Occasionally, there are claims of fighting in the Badia that use extremely vague (and usually overtly pro-regime) language, generally along the lines of “Fierce clashes in the Badia right now as the heroes of the Syrian Army destroy the Daesh remnants.” These posts are not shared by pages the authors of this study trust and rely on and are clearly meant as morale-boosting propaganda, rarely referencing any real attacks. In such cases, which generally occur only a couple times each month, the claimed event was not included in the loyalist dataset.

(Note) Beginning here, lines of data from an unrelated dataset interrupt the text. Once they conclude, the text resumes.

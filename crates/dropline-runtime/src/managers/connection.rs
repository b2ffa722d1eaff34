//! Connection state management for the Dropline runtime
//!
//! [`ConnectionManager`] owns the state machine, the transport session
//! handles it refers to and the audit trail of its transitions. It is the
//! only holder of session handles, so every `send` and `close` is routed
//! through it.

use dropline_core::protocol::{
    AuditEntry, ConnectionEvent, ConnectionState, ConnectionStatus, StateTransition,
    StateTransitionError, TransitionContext,
};
use dropline_core::{ConnectionConfig, Session, SessionId, TimeSource};
use std::collections::{HashMap, VecDeque};
use std::time::Duration;

// ----------------------------------------------------------------------------
// Connection Manager
// ----------------------------------------------------------------------------

/// Owns the single-session state machine and its session handles
pub struct ConnectionManager<T: TimeSource> {
    state: ConnectionState,
    /// Live session plus any superseded ones awaiting their close effect
    sessions: HashMap<SessionId, Box<dyn Session>>,
    audit_trail: VecDeque<AuditEntry>,
    audit_capacity: usize,
    connect_timeout: Duration,
    time_source: T,
    stats: ConnectionStats,
}

impl<T: TimeSource> ConnectionManager<T> {
    pub fn new(config: &ConnectionConfig, time_source: T) -> Self {
        Self {
            state: ConnectionState::Idle,
            sessions: HashMap::new(),
            audit_trail: VecDeque::new(),
            audit_capacity: config.audit_trail_capacity.max(1),
            connect_timeout: config.connect_timeout,
            time_source,
            stats: ConnectionStats::default(),
        }
    }

    pub fn state(&self) -> &ConnectionState {
        &self.state
    }

    pub fn status(&self) -> ConnectionStatus {
        ConnectionStatus::from(&self.state)
    }

    pub fn can_send(&self) -> bool {
        self.state.can_send()
    }

    /// Handle of the session the machine currently owns
    pub fn active_session(&self) -> Option<&dyn Session> {
        let id = self.state.active_session()?;
        self.sessions.get(&id).map(|session| session.as_ref())
    }

    /// Hand a freshly created session to the manager before its
    /// `Connect`/`IncomingSession` event is processed
    pub fn attach(&mut self, session: Box<dyn Session>) -> SessionId {
        let id = session.id();
        self.sessions.insert(id, session);
        id
    }

    /// Take a session handle out, typically to close it
    pub fn release(&mut self, id: SessionId) -> Option<Box<dyn Session>> {
        self.sessions.remove(&id)
    }

    /// Process a connection event and update state
    pub fn process(
        &mut self,
        event: ConnectionEvent,
    ) -> Result<StateTransition, StateTransitionError> {
        let ctx = TransitionContext {
            now: self.time_source.now(),
            connect_timeout: self.connect_timeout,
        };

        // Take the current state to consume it
        let current = std::mem::take(&mut self.state);
        let snapshot = current.clone();

        match current.transition(event, ctx) {
            Ok(transition) => {
                self.state = transition.new_state.clone();
                self.record(transition.audit_entry.clone());
                self.stats.state_transitions += 1;
                if matches!(self.state, ConnectionState::Connected(_))
                    && snapshot.state_name() != "Connected"
                {
                    self.stats.sessions_opened += 1;
                }
                self.retain_owned(&transition);
                Ok(transition)
            }
            Err(error) => {
                self.state = snapshot;
                if error.is_stale() {
                    self.stats.stale_signals_ignored += 1;
                } else {
                    self.stats.rejected_events += 1;
                }
                Err(error)
            }
        }
    }

    /// Put the machine back to `Idle`, releasing every session handle
    pub fn reset(&mut self) -> Vec<Box<dyn Session>> {
        let from = self.state.state_name().to_string();
        self.state = ConnectionState::Idle;
        self.record(AuditEntry {
            timestamp: self.time_source.now(),
            from_state: from,
            to_state: "Idle".to_string(),
            event: "Reset".to_string(),
            effects_count: 0,
        });
        self.sessions.drain().map(|(_, session)| session).collect()
    }

    /// Drop handles the new state no longer refers to; handles named by a
    /// close effect stay until the effect releases them
    fn retain_owned(&mut self, transition: &StateTransition) {
        let active = self.state.active_session();
        let closing: Vec<SessionId> = transition
            .effects
            .iter()
            .filter_map(|effect| match effect {
                dropline_core::protocol::Effect::CloseSession { session } => Some(*session),
                _ => None,
            })
            .collect();
        self.sessions
            .retain(|id, _| Some(*id) == active || closing.contains(id));
    }

    fn record(&mut self, entry: AuditEntry) {
        self.audit_trail.push_back(entry);
        while self.audit_trail.len() > self.audit_capacity {
            self.audit_trail.pop_front();
        }
    }

    /// Get recent audit entries, oldest first
    pub fn recent_audit_entries(&self, limit: usize) -> Vec<AuditEntry> {
        let skip = self.audit_trail.len().saturating_sub(limit);
        self.audit_trail.iter().skip(skip).cloned().collect()
    }

    pub fn statistics(&self) -> &ConnectionStats {
        &self.stats
    }
}

/// Status line combining the machine state with endpoint health
///
/// Broker recovery takes precedence over the machine state, and an idle
/// machine on a registered endpoint reads as waiting for a peer.
pub fn compose_status_text(
    status: &ConnectionStatus,
    endpoint_online: bool,
    recovering: bool,
) -> String {
    if recovering && !status.is_connected() {
        return "Connection lost, attempting to reconnect...".to_string();
    }
    match status {
        ConnectionStatus::Idle if endpoint_online => "Online, waiting for connection".to_string(),
        other => other.status_text(),
    }
}

// ----------------------------------------------------------------------------
// Supporting Types
// ----------------------------------------------------------------------------

/// Statistics for connection management
#[derive(Debug, Clone, Default, PartialEq, Eq)]
pub struct ConnectionStats {
    /// Number of accepted state transitions
    pub state_transitions: u64,
    /// Number of times the machine entered `Connected`
    pub sessions_opened: u64,
    /// Signals dropped because they named a superseded session
    pub stale_signals_ignored: u64,
    /// Events the current state does not accept
    pub rejected_events: u64,
}

// ----------------------------------------------------------------------------
// Tests
// ----------------------------------------------------------------------------
//! Runtime Builder API
//!
//! Provides a builder-style API for consumers (UI shells, tests) to hand over
//! a transport and get a [`RuntimeHandle`] back.

use crate::managers::create_shared_timeline;
use crate::runtime::RuntimeHandle;
use crate::tasks::SessionDriverTask;
use dropline_core::{
    create_event_channel, generate_identity, DroplineConfig, DroplineResult, LaunchRequest,
    SessionIdentity, Transport,
};
use std::sync::Arc;
use tokio::sync::mpsc;
use tracing::{info, Level};

// ----------------------------------------------------------------------------
// Runtime Builder
// ----------------------------------------------------------------------------

/// Builder for a Dropline runtime driving one transport
pub struct RuntimeBuilder {
    transport: Arc<dyn Transport>,
    config: DroplineConfig,
    identity: Option<SessionIdentity>,
    launch_url: Option<String>,
    log_level: Option<Level>,
}

impl RuntimeBuilder {
    pub fn new<T: Transport + 'static>(transport: T) -> Self {
        Self {
            transport: Arc::new(transport),
            config: DroplineConfig::default(),
            identity: None,
            launch_url: None,
            log_level: None,
        }
    }

    /// Set the Dropline configuration
    pub fn with_config(mut self, config: DroplineConfig) -> Self {
        self.config = config;
        self
    }

    /// Register under a fixed identity instead of a generated one
    pub fn with_identity(mut self, identity: SessionIdentity) -> Self {
        self.identity = Some(identity);
        self
    }

    /// URL the app was opened with; a `connect` parameter is honored once
    pub fn with_launch_url(mut self, url: impl Into<String>) -> Self {
        self.launch_url = Some(url.into());
        self
    }

    /// Configure console logging
    pub fn with_console_logging(mut self, level: Level) -> Self {
        self.log_level = Some(level);
        self
    }

    /// Disable logging
    pub fn with_no_logging(mut self) -> Self {
        self.log_level = None;
        self
    }

    /// Build and start the runtime
    pub async fn build_and_start(self) -> DroplineResult<RuntimeHandle> {
        if let Some(level) = self.log_level {
            setup_logging(level);
        }
        self.config.validate()?;

        let launch = self
            .launch_url
            .as_deref()
            .map(LaunchRequest::parse)
            .transpose()?;
        let identity = self.identity.unwrap_or_else(generate_identity);
        info!("Building Dropline runtime as {}", identity);

        let (command_sender, command_receiver) =
            mpsc::channel(self.config.channels.command_buffer_size);
        let (event_sender, event_receiver) = create_event_channel(&self.config.channels);
        let timeline = create_shared_timeline();

        let driver = SessionDriverTask::start(
            self.config,
            self.transport,
            identity,
            launch,
            command_receiver,
            event_sender.clone(),
            timeline.clone(),
        )
        .await?;
        let driver_handle = tokio::spawn(driver.run());

        info!("Dropline runtime started");
        Ok(RuntimeHandle::new(
            command_sender,
            event_sender,
            event_receiver,
            timeline,
            driver_handle,
        ))
    }
}

/// Install a console subscriber; later calls keep the first one
fn setup_logging(level: Level) {
    let _ = tracing_subscriber::fmt()
        .with_max_level(level)
        .with_target(false)
        .try_init();
}

// ----------------------------------------------------------------------------
// Convenience Functions
// ----------------------------------------------------------------------------

/// Create a runtime with testing configuration
pub async fn create_test_runtime<T: Transport + 'static>(
    transport: T,
) -> DroplineResult<RuntimeHandle> {
    RuntimeBuilder::new(transport)
        .with_config(DroplineConfig::testing())
        .with_no_logging()
        .build_and_start()
        .await
}

#[cfg(test)]
mod tests {
    use super::*;
    use dropline_harness::LoopbackBroker;

    #[tokio::test]
    async fn test_runtime_builder() {
        let broker = LoopbackBroker::default();
        let identity = SessionIdentity::parse("local-1").unwrap();

        let mut runtime = RuntimeBuilder::new(broker.transport())
            .with_identity(identity.clone())
            .with_no_logging()
            .build_and_start()
            .await
            .expect("Failed to build runtime");

        assert!(runtime.is_running());
        assert_eq!(runtime.identity().await.unwrap(), identity);
        assert_eq!(broker.endpoints_created().await, vec![identity.clone()]);

        runtime.shutdown().await.expect("Failed to shutdown");
        assert!(!runtime.is_running());
        assert_eq!(broker.destroyed().await, vec![identity]);
    }

    #[tokio::test]
    async fn test_invalid_launch_url_fails_the_build() {
        let broker = LoopbackBroker::default();
        let result = RuntimeBuilder::new(broker.transport())
            .with_launch_url("not a url")
            .build_and_start()
            .await;
        assert!(result.is_err());
        assert!(broker.endpoints_created().await.is_empty());
    }

    #[tokio::test]
    async fn test_event_receiver_can_be_taken_once() {
        let broker = LoopbackBroker::default();
        let mut runtime = create_test_runtime(broker.transport()).await.unwrap();

        let _events = runtime.take_event_receiver().expect("receiver");
        assert!(runtime.take_event_receiver().is_none());

        runtime.shutdown().await.unwrap();
    }
}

As with martyrdom announcements, this stream of loyalist news reporting has its limitations. This is because it relies first on information from the frontlines reaching page admins intact, and then on those page admins choosing to report the information publicly. Moreover, loyalist pages, like every other faction fighting in the Syrian war, have their own biases and internal censorship. According to Syrian analyst Suhail al-Ghazi,

“[W]hen it comes to losses, all pages minimize loss and exaggerate the enemy’s loss. They rarely publish specific numbers and […] they also don’t publish names of MIA soldiers at all. Communities, units, and individuals will often avoid publicly naming martyrs, or even announcing that a clash occurred, due to the regime repeatedly cracking down on individuals who publish ‘harmful’ news. In the past several years, many pages’ admins faced detention or threats because they were critical of the government’s policies.”13

As in the case of martyrdom notices, this internal pressure against reporting on fighting results in an undercount in the data.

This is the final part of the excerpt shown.